Clearly, the union bureaucracy was aware of the groundswell. Three days into conference, it came up with a way to put the leaflet and its authors out of circulation: the graphic of the monkeys was said to be racist (the standing orders committee chair is black).

And so - to cut a long story short for now - the whole thing exploded. Senior officers of the four branches that had contributed to the design of the leaflet suddenly found themselves accused of racism in front of the thousands who attended conference. And it was thus the union put itself in a position to launch a formal investigation into the leading officers at those branches. (Subsequently, the investigation dropped the racism angle - it had to admit that it had found no racist intent. I’ll expand on this in future posts). The four branch officers now are being investigated for producing a leaflet that attacked the decisions of the standing orders committee.

So - will it be that by making the decision to attack these branch officers in this way, the union bureaucracy has started the war that leads to its own demise? Certainly, union members are up in arms, and are demanding that the bureaucracy explains itself.

It is no coincidence that the four union branch officers facing expulsion for producing that leaflet are members of the Socialist party - a party that has regularly called for Unison to break its link with Labour. It is surely no coincidence either that charges against Hackney branch secretary Matthew Waterfall – who was originally in the firing-line with Kelly, Kasab, Muna and Debus – were dropped. Waterfall was the only member of that group who did not belong to a left political party.

And one interesting aside…

Word comes through one’s various gossip channels that Unison bureaucrats are now purely terrified that the crazy pinkos who make up the London activist scene will descend on Bournemouth to humiliate Unison General secretary Dave Prentis when he takes the floor during conference to address the union masses.

They’re particularly worried that Bromley and Greenwich members will arrive by the coachload to speak up for their branch secretaries - those members being especially cheesed at the bureaucracy’s decision to target Glenn Kelly and Onay Kasab for expulsion, as described above.

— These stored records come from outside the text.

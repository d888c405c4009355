//! API server configuration

use std::net::SocketAddr;

#[derive(Debug, thiserror::Error)]
pub enum ConfigError {
    #[error("{0} must be set")]
    Missing(&'static str),
    #[error("{key} has an invalid value: {value}")]
    Invalid { key: &'static str, value: String },
}

#[derive(Debug, Clone)]
pub struct Config {
    pub database_url: String,
    pub bind_address: SocketAddr,
    /// Browser origins allowed to call the payment routes
    pub allowed_origins: Vec<String>,
    /// Run the status poller inside the API process instead of the worker
    pub run_poller_in_process: bool,
}

impl Config {
    pub fn from_env() -> Result<Self, ConfigError> {
        let database_url =
            std::env::var("DATABASE_URL").map_err(|_| ConfigError::Missing("DATABASE_URL"))?;

        let raw_bind = std::env::var("BIND_ADDR").unwrap_or_else(|_| "0.0.0.0:8080".to_string());
        let bind_address = raw_bind.parse().map_err(|_| ConfigError::Invalid {
            key: "BIND_ADDR",
            value: raw_bind.clone(),
        })?;

        let allowed_origins = std::env::var("CORS_ALLOWED_ORIGINS")
            .unwrap_or_default()
            .split(',')
            .map(str::trim)
            .filter(|o| !o.is_empty())
            .map(str::to_string)
            .collect();

        let raw_poller =
            std::env::var("PAYMENT_POLLER_IN_PROCESS").unwrap_or_else(|_| "false".to_string());
        let run_poller_in_process = raw_poller.parse().map_err(|_| ConfigError::Invalid {
            key: "PAYMENT_POLLER_IN_PROCESS",
            value: raw_poller.clone(),
        })?;

        Ok(Self {
            database_url,
            bind_address,
            allowed_origins,
            run_poller_in_process,
        })
    }
}
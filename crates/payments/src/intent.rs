//! Payment intent model
//!
//! A payment intent is the local record of one gateway-tracked attempt to
//! collect money for a listing or an ad slot. Amounts are always integer
//! minor units.

use std::collections::BTreeMap;
use std::fmt;
use std::str::FromStr;

use serde::{Deserialize, Serialize};
use time::OffsetDateTime;

use crate::error::{PaymentError, PaymentResult};

/// Lifecycle status of a payment intent
#[derive(Debug, Clone, Copy, PartialEq, Eq, Hash, Serialize, Deserialize)]
#[serde(rename_all = "snake_case")]
pub enum IntentStatus {
    RequiresConfirmation,
    RequiresPaymentMethod,
    RequiresAction,
    Processing,
    Succeeded,
    Failed,
    Canceled,
}

impl IntentStatus {
    pub const NON_TERMINAL: [IntentStatus; 4] = [
        IntentStatus::RequiresConfirmation,
        IntentStatus::RequiresPaymentMethod,
        IntentStatus::RequiresAction,
        IntentStatus::Processing,
    ];

    pub fn as_str(&self) -> &'static str {
        match self {
            IntentStatus::RequiresConfirmation => "requires_confirmation",
            IntentStatus::RequiresPaymentMethod => "requires_payment_method",
            IntentStatus::RequiresAction => "requires_action",
            IntentStatus::Processing => "processing",
            IntentStatus::Succeeded => "succeeded",
            IntentStatus::Failed => "failed",
            IntentStatus::Canceled => "canceled",
        }
    }

    /// Terminal statuses never change again
    pub fn is_terminal(&self) -> bool {
        matches!(
            self,
            IntentStatus::Succeeded | IntentStatus::Failed | IntentStatus::Canceled
        )
    }
}

impl fmt::Display for IntentStatus {
    fn fmt(&self, f: &mut fmt::Formatter<'_>) -> fmt::Result {
        f.write_str(self.as_str())
    }
}

impl FromStr for IntentStatus {
    type Err = PaymentError;

    fn from_str(s: &str) -> Result<Self, Self::Err> {
        match s {
            "requires_confirmation" => Ok(IntentStatus::RequiresConfirmation),
            "requires_payment_method" => Ok(IntentStatus::RequiresPaymentMethod),
            "requires_action" => Ok(IntentStatus::RequiresAction),
            "processing" => Ok(IntentStatus::Processing),
            "succeeded" => Ok(IntentStatus::Succeeded),
            "failed" => Ok(IntentStatus::Failed),
            "canceled" => Ok(IntentStatus::Canceled),
            other => Err(PaymentError::Internal(format!(
                "unknown intent status: {other}"
            ))),
        }
    }
}

/// The domain object a payment pays for
///
/// A payment activates at most one thing, so the listing and ad-slot links
/// are variants rather than two nullable columns.
#[derive(Debug, Clone, Copy, PartialEq, Eq, Hash, Default, Serialize, Deserialize)]
#[serde(tag = "kind", content = "id", rename_all = "snake_case")]
pub enum Target {
    Listing(i64),
    AdSlot(i64),
    #[default]
    None,
}

impl Target {
    /// Split into the `(target_kind, target_id)` column pair
    pub fn to_columns(self) -> (Option<&'static str>, Option<i64>) {
        match self {
            Target::Listing(id) => (Some("listing"), Some(id)),
            Target::AdSlot(id) => (Some("ad_slot"), Some(id)),
            Target::None => (None, None),
        }
    }

    pub fn from_columns(kind: Option<&str>, id: Option<i64>) -> PaymentResult<Self> {
        match (kind, id) {
            (Some("listing"), Some(id)) => Ok(Target::Listing(id)),
            (Some("ad_slot"), Some(id)) => Ok(Target::AdSlot(id)),
            (None, None) => Ok(Target::None),
            (kind, id) => Err(PaymentError::Internal(format!(
                "inconsistent target columns: kind={kind:?} id={id:?}"
            ))),
        }
    }

    pub fn is_some(&self) -> bool {
        !matches!(self, Target::None)
    }
}

impl fmt::Display for Target {
    fn fmt(&self, f: &mut fmt::Formatter<'_>) -> fmt::Result {
        match self {
            Target::Listing(id) => write!(f, "listing#{id}"),
            Target::AdSlot(id) => write!(f, "ad_slot#{id}"),
            Target::None => f.write_str("none"),
        }
    }
}

/// Validated ISO-style three letter currency code, upper case
#[derive(Debug, Clone, PartialEq, Eq, Hash, Serialize, Deserialize)]
#[serde(try_from = "String", into = "String")]
pub struct Currency(String);

impl Currency {
    pub fn new(code: &str) -> PaymentResult<Self> {
        let code = code.trim();
        if code.len() != 3 || !code.chars().all(|c| c.is_ascii_alphabetic()) {
            return Err(PaymentError::InvalidInput(format!(
                "currency must be a 3-letter code, got {code:?}"
            )));
        }
        Ok(Self(code.to_ascii_uppercase()))
    }

    pub fn as_str(&self) -> &str {
        &self.0
    }
}

impl TryFrom<String> for Currency {
    type Error = PaymentError;

    fn try_from(value: String) -> Result<Self, Self::Error> {
        Currency::new(&value)
    }
}

impl From<Currency> for String {
    fn from(value: Currency) -> Self {
        value.0
    }
}

impl fmt::Display for Currency {
    fn fmt(&self, f: &mut fmt::Formatter<'_>) -> fmt::Result {
        f.write_str(&self.0)
    }
}

/// Who asked for the payment
#[derive(Debug, Clone, Default, PartialEq, Eq, Serialize, Deserialize)]
pub struct Actor {
    pub user_id: Option<String>,
    pub email: Option<String>,
}

/// A persisted payment intent
#[derive(Debug, Clone, PartialEq, Eq, Serialize)]
pub struct PaymentIntent {
    pub intent_id: String,
    pub amount_cents: i64,
    pub currency: Currency,
    pub status: IntentStatus,
    pub description: String,
    pub target: Target,
    pub actor: Actor,
    pub metadata: BTreeMap<String, String>,
    pub last_error: Option<String>,
    pub confirmation_attempts: i32,
    pub side_effect_fired: bool,
    #[serde(with = "time::serde::rfc3339::option")]
    pub side_effect_fired_at: Option<OffsetDateTime>,
    #[serde(with = "time::serde::rfc3339")]
    pub created_at: OffsetDateTime,
    #[serde(with = "time::serde::rfc3339")]
    pub updated_at: OffsetDateTime,
    #[serde(with = "time::serde::rfc3339::option")]
    pub completed_at: Option<OffsetDateTime>,
}

impl PaymentIntent {
    /// Succeeded, has a target, and the activation has not been recorded
    pub fn side_effect_pending(&self) -> bool {
        self.status == IntentStatus::Succeeded && self.target.is_some() && !self.side_effect_fired
    }

    /// The part of the row the state machine decides on
    pub fn snapshot(&self) -> IntentSnapshot {
        IntentSnapshot {
            status: self.status,
            confirmation_attempts: self.confirmation_attempts,
            has_target: self.target.is_some(),
            side_effect_fired: self.side_effect_fired,
        }
    }
}

/// Decision-relevant view of a payment intent, also the CAS predicate
#[derive(Debug, Clone, Copy, PartialEq, Eq)]
pub struct IntentSnapshot {
    pub status: IntentStatus,
    pub confirmation_attempts: i32,
    pub has_target: bool,
    pub side_effect_fired: bool,
}

/// Insert payload for a freshly created gateway intent
#[derive(Debug, Clone)]
pub struct NewPaymentIntent {
    pub intent_id: String,
    pub amount_cents: i64,
    pub currency: Currency,
    pub status: IntentStatus,
    pub description: String,
    pub target: Target,
    pub actor: Actor,
    pub metadata: BTreeMap<String, String>,
}
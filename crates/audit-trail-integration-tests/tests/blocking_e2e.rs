//! Blocking client against the in-process fake service.

mod common;

use std::sync::Arc;
use std::time::Duration;

use audit_trail_sdk::{BlockingClient, ClientBuilder, ErrorKind, SearchCriteria};
use audit_trail_test::{TEST_TENANT, sample_event, sample_events};
use common::{FakeService, TEST_API_KEY, refused_url};
use tokio::runtime::Runtime;

/// Start the fake service on its own runtime; keep the runtime alive for the test.
fn serve() -> (Runtime, FakeService) {
    let runtime = Runtime::new().unwrap();
    let service = runtime.block_on(FakeService::start());
    (runtime, service)
}

fn blocking_client(service: &FakeService) -> BlockingClient {
    ClientBuilder::new()
        .server_url(service.url())
        .api_key(TEST_API_KEY)
        .build_blocking()
        .unwrap()
}

#[test]
fn test_blocking_round_trip() {
    let (_runtime, service) = serve();
    let client = blocking_client(&service);

    let response = client.log(&sample_event()).unwrap();
    let stored = client.get_by_id(&response.id).unwrap().unwrap();
    assert_eq!(stored.hash.as_deref(), Some(response.hash.as_str()));
    assert!(client.get_by_id("nope").unwrap().is_none());
}

#[test]
fn test_blocking_batch_and_search() {
    let (_runtime, service) = serve();
    let client = blocking_client(&service);

    let batch = client.log_batch(&sample_events(3)).unwrap();
    assert!(batch.is_success());
    assert_eq!(batch.succeeded, 3);

    let page = client
        .search(&SearchCriteria::for_tenant(TEST_TENANT))
        .unwrap();
    assert_eq!(page.total_count, 3);

    let quick = client.quick_search("user-2", TEST_TENANT, 0, 10).unwrap();
    assert_eq!(quick.total_count, 1);
}

#[test]
fn test_blocking_shared_across_threads() {
    let (_runtime, service) = serve();
    let client = Arc::new(blocking_client(&service));

    let handles: Vec<_> = (0..4)
        .map(|_| {
            let client = Arc::clone(&client);
            std::thread::spawn(move || client.log(&sample_event()).map(|r| r.id))
        })
        .collect();
    for handle in handles {
        assert!(handle.join().unwrap().is_ok());
    }
    assert_eq!(service.stored_count(), 4);
}

#[test]
fn test_blocking_surfaces_same_errors() {
    let client = ClientBuilder::new()
        .server_url(refused_url())
        .retry_attempts(1)
        .retry_delay(Duration::from_millis(5))
        .build_blocking()
        .unwrap();

    let err = client.log(&sample_event()).unwrap_err();
    assert_eq!(err.kind(), ErrorKind::Connection);

    let err = client
        .search(&SearchCriteria::for_tenant(""))
        .unwrap_err();
    assert_eq!(err.kind(), ErrorKind::Validation);
}

#[tokio::test(flavor = "multi_thread", worker_threads = 2)]
async fn test_blocking_inside_async_context() {
    let service = FakeService::start().await;
    let client = blocking_client(&service);

    let response = client.log(&sample_event()).unwrap();
    assert_eq!(response.status, "STORED");
    drop(client);
}

#[test]
fn test_async_client_wrapped_later() {
    let (_runtime, service) = serve();
    let async_client = ClientBuilder::new()
        .server_url(service.url())
        .api_key(TEST_API_KEY)
        .build()
        .unwrap();
    let client = BlockingClient::new(async_client).unwrap();
    assert!(client.log(&sample_event()).is_ok());
    assert_eq!(client.config().retry_attempts(), 3);
}
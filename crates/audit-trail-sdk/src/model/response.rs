//! Values returned by the audit service.

use chrono::{DateTime, Utc};
use serde::{Deserialize, Deserializer, Serialize};

use super::{Action, Actor, Event, EventMetadata, Resource};

/// Treat an explicit `null` like a missing field.
fn null_as_default<'de, D, T>(deserializer: D) -> Result<T, D::Error>
where
    D: Deserializer<'de>,
    T: Default + Deserialize<'de>,
{
    Ok(Option::<T>::deserialize(deserializer)?.unwrap_or_default())
}

/// Acknowledgement of a stored event.
#[derive(Debug, Clone, PartialEq, Eq, Serialize, Deserialize)]
#[serde(rename_all = "camelCase")]
pub struct EventResponse {
    /// Server-assigned identifier.
    pub id: String,
    /// Server-side storage time.
    #[serde(default, skip_serializing_if = "Option::is_none")]
    pub timestamp: Option<DateTime<Utc>>,
    /// Integrity hash chaining this event to its predecessor.
    #[serde(default, deserialize_with = "null_as_default")]
    pub hash: String,
    /// Storage status, e.g. `"STORED"`.
    #[serde(default, deserialize_with = "null_as_default")]
    pub status: String,
}

/// Per-item failure inside a batch submission.
#[derive(Debug, Clone, PartialEq, Eq, Serialize, Deserialize)]
#[serde(rename_all = "camelCase")]
pub struct BatchItemError {
    /// Position of the rejected event in the submitted batch.
    pub index: usize,
    /// Why the item was rejected. Empty when the service gave no reason.
    #[serde(default, deserialize_with = "null_as_default")]
    pub message: String,
    /// Field-level violations, if the rejection was a schema failure.
    #[serde(default, deserialize_with = "null_as_default")]
    pub violations: Vec<String>,
}

/// Outcome of a batch submission.
///
/// `succeeded + failed == total`, and `events` lists the accepted items in
/// submission order.
#[derive(Debug, Clone, Default, PartialEq, Eq, Serialize, Deserialize)]
#[serde(rename_all = "camelCase")]
pub struct BatchResponse {
    /// Number of submitted events.
    pub total: usize,
    /// Number of events stored.
    pub succeeded: usize,
    /// Number of events rejected.
    pub failed: usize,
    /// Acknowledgements for the stored events.
    #[serde(default, deserialize_with = "null_as_default")]
    pub events: Vec<EventResponse>,
    /// Rejections, ordered by batch index.
    #[serde(default, deserialize_with = "null_as_default")]
    pub errors: Vec<BatchItemError>,
}

impl BatchResponse {
    /// Response for an empty batch.
    #[must_use]
    pub fn empty() -> Self {
        Self::default()
    }

    /// Whether every submitted event was stored.
    #[must_use]
    pub fn is_success(&self) -> bool {
        self.failed == 0 && self.errors.is_empty()
    }

    /// Batch indices of rejected events, ascending.
    #[must_use]
    pub fn failed_indices(&self) -> Vec<usize> {
        self.errors.iter().map(|e| e.index).collect()
    }

    pub(crate) fn sort_errors(&mut self) {
        self.errors.sort_by_key(|e| e.index);
    }
}

/// An event as stored by the service, returned by lookups and searches.
///
/// Every part is optional because search projections may omit them.
#[derive(Debug, Clone, PartialEq, Serialize, Deserialize)]
#[serde(rename_all = "camelCase")]
pub struct StoredEvent {
    /// Server-assigned identifier.
    pub id: String,
    /// Server-side storage time.
    #[serde(default, skip_serializing_if = "Option::is_none")]
    pub timestamp: Option<DateTime<Utc>>,
    /// Integrity hash.
    #[serde(default, skip_serializing_if = "Option::is_none")]
    pub hash: Option<String>,
    /// Hash of the preceding event in the tenant's chain.
    #[serde(default, alias = "previous_hash", skip_serializing_if = "Option::is_none")]
    pub previous_hash: Option<String>,
    /// Storage status.
    #[serde(default, skip_serializing_if = "Option::is_none")]
    pub status: Option<String>,
    /// Who performed the action.
    #[serde(default, skip_serializing_if = "Option::is_none")]
    pub actor: Option<Actor>,
    /// What was done.
    #[serde(default, skip_serializing_if = "Option::is_none")]
    pub action: Option<Action>,
    /// What it was done to.
    #[serde(default, skip_serializing_if = "Option::is_none")]
    pub resource: Option<Resource>,
    /// Provenance and tenancy.
    #[serde(default, skip_serializing_if = "Option::is_none")]
    pub metadata: Option<EventMetadata>,
}

impl StoredEvent {
    /// Rebuild the submitted event, if all four parts were returned.
    #[must_use]
    pub fn event(&self) -> Option<Event> {
        Event::create(
            self.actor.clone()?,
            self.action.clone()?,
            self.resource.clone()?,
            self.metadata.clone()?,
        )
        .ok()
    }
}

/// One page of results.
#[derive(Debug, Clone, PartialEq, Serialize, Deserialize)]
#[serde(rename_all = "camelCase")]
pub struct PagedResult<T> {
    /// Items on this page.
    #[serde(default = "Vec::new")]
    pub items: Vec<T>,
    /// Total number of matches across all pages.
    #[serde(default, alias = "total", alias = "total_count")]
    pub total_count: u64,
    /// Zero-based page index.
    #[serde(default)]
    pub page: u32,
    /// Requested page size.
    #[serde(default)]
    pub size: u32,
    /// Number of pages.
    #[serde(default, alias = "total_pages")]
    pub total_pages: u32,
}

impl<T> PagedResult<T> {
    /// Whether this page holds no items.
    #[must_use]
    pub fn is_empty(&self) -> bool {
        self.items.is_empty()
    }

    /// Whether a further page exists.
    #[must_use]
    pub fn has_next(&self) -> bool {
        self.page.saturating_add(1) < self.total_pages
    }
}

#[cfg(test)]
mod tests {
    use super::*;
    use serde_json::json;

    #[test]
    fn test_event_response_from_service() {
        let response: EventResponse = serde_json::from_value(json!({
            "id": "evt-123",
            "timestamp": "2024-01-15T10:30:00Z",
            "hash": "abc123",
            "status": "STORED"
        }))
        .unwrap();
        assert_eq!(response.id, "evt-123");
        assert_eq!(response.hash, "abc123");
        assert_eq!(response.status, "STORED");
        assert!(response.timestamp.is_some());
    }

    #[test]
    fn test_null_fields_read_as_empty() {
        let response: BatchResponse = serde_json::from_value(json!({
            "total": 1,
            "succeeded": 0,
            "failed": 1,
            "events": null,
            "errors": [{"index": 0, "message": null, "violations": null}]
        }))
        .unwrap();
        assert!(response.events.is_empty());
        assert_eq!(response.errors[0].message, "");
        assert!(response.errors[0].violations.is_empty());

        let ack: EventResponse =
            serde_json::from_value(json!({"id": "a", "hash": null, "status": null})).unwrap();
        assert!(ack.hash.is_empty());
        assert!(ack.status.is_empty());
    }

    #[test]
    fn test_batch_helpers() {
        let response: BatchResponse = serde_json::from_value(json!({
            "total": 3,
            "succeeded": 2,
            "failed": 1,
            "events": [
                {"id": "a", "hash": "h1", "status": "STORED"},
                {"id": "b", "hash": "h2", "status": "STORED"}
            ],
            "errors": [{"index": 1, "message": "invalid", "violations": ["actor.id is required"]}]
        }))
        .unwrap();
        assert!(!response.is_success());
        assert_eq!(response.failed_indices(), [1]);
        assert_eq!(response.succeeded + response.failed, response.total);
    }

    #[test]
    fn test_empty_batch() {
        let response = BatchResponse::empty();
        assert_eq!((response.total, response.succeeded, response.failed), (0, 0, 0));
        assert!(response.is_success());
    }

    #[test]
    fn test_errors_sorted_by_index() {
        let mut response = BatchResponse {
            total: 3,
            failed: 2,
            errors: vec![
                BatchItemError {
                    index: 2,
                    message: "late".into(),
                    violations: vec![],
                },
                BatchItemError {
                    index: 0,
                    message: "early".into(),
                    violations: vec![],
                },
            ],
            ..BatchResponse::default()
        };
        response.sort_errors();
        assert_eq!(response.failed_indices(), [0, 2]);
    }

    #[test]
    fn test_paged_result_aliases() {
        let camel: PagedResult<StoredEvent> = serde_json::from_value(json!({
            "items": [{"id": "e1"}],
            "totalCount": 45,
            "page": 0,
            "size": 20,
            "totalPages": 3
        }))
        .unwrap();
        let legacy: PagedResult<StoredEvent> = serde_json::from_value(json!({
            "items": [{"id": "e1"}],
            "total": 45,
            "page": 0,
            "size": 20,
            "total_pages": 3
        }))
        .unwrap();
        assert_eq!(camel, legacy);
        assert!(camel.has_next());
        assert!(!camel.is_empty());
    }

    #[test]
    fn test_last_page_has_no_next() {
        let page: PagedResult<StoredEvent> =
            serde_json::from_value(json!({"items": [], "totalCount": 0, "page": 0, "size": 20, "totalPages": 0}))
                .unwrap();
        assert!(page.is_empty());
        assert!(!page.has_next());
    }

    #[test]
    fn test_stored_event_rebuilds_event() {
        let stored: StoredEvent = serde_json::from_value(json!({
            "id": "evt-1",
            "previousHash": "p",
            "actor": {"id": "u", "type": "USER"},
            "action": {"type": "READ"},
            "resource": {"id": "d", "type": "DOCUMENT"},
            "metadata": {"source": "app", "tenantId": "t"}
        }))
        .unwrap();
        assert_eq!(stored.previous_hash.as_deref(), Some("p"));
        let event = stored.event().unwrap();
        assert_eq!(event.action().action_type(), "READ");

        let partial = StoredEvent {
            actor: None,
            ..stored
        };
        assert!(partial.event().is_none());
    }
}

A helpful mole tells us that from this point on, the policy is that applications for visitors’ passes will be vetted closely by trusted union toadies - an unusual development, it seems.

Until now, interested parties could turn up at the conference centre and ask for a visitor’s pass with a view to sitting in the visitors’ gallery for an hour or two and listening to conference debates. Even I managed to get one.

Now - I trust I have this right - the names of all applicants for visitor passes will be examined for Known Commies, and handed to a strike force on those occasions when the wrong answer chunters out of the printer. Times are clearly rather tense. So goes a witchhunt…

K8
- e-mail: k8@hangbitch.com
- Homepage: http://www.liberalconspiracy.org

Comments

Hide the following 3 comments

Beyond the Fringe (or should it be the Pale)

17.06.2008 22:32

Never been a member of any political party but an active Unison member for 23 years (twice a Branch Secretary).

I was told I would have to get my branch's consent to be a Visitor at a FRINGE MEETING (never mind the Conference Hall), when I innocently asked for details of time and place on the advice of a respected NEC member. Hardly worth me paying for the round trip to Bournemouth if I might be treated like a pariah.

I've never been one to cavil at the pay of full-time officers ( but I do wonder how they spend their time since case work was dumped overwhelmingly on over-stretched branch stewards). Police work perhaps?

Retiring Unison Member


off topic here but

18.06.2008 11:11

know any unison health members who didn't get a ballot paper for the pay vote? seems a lot of people didn't and there's no particular link to political views of people who missed out, just general incompetence.

AC


Never mind th eballots

19.06.2008 11:55

Am a Unison Branch secretary and have had many members say they did not receive a health pay ballot paper. Incidently, the ballot was to close on 6th June but result announced around noon on that day!! The whole thing stinks.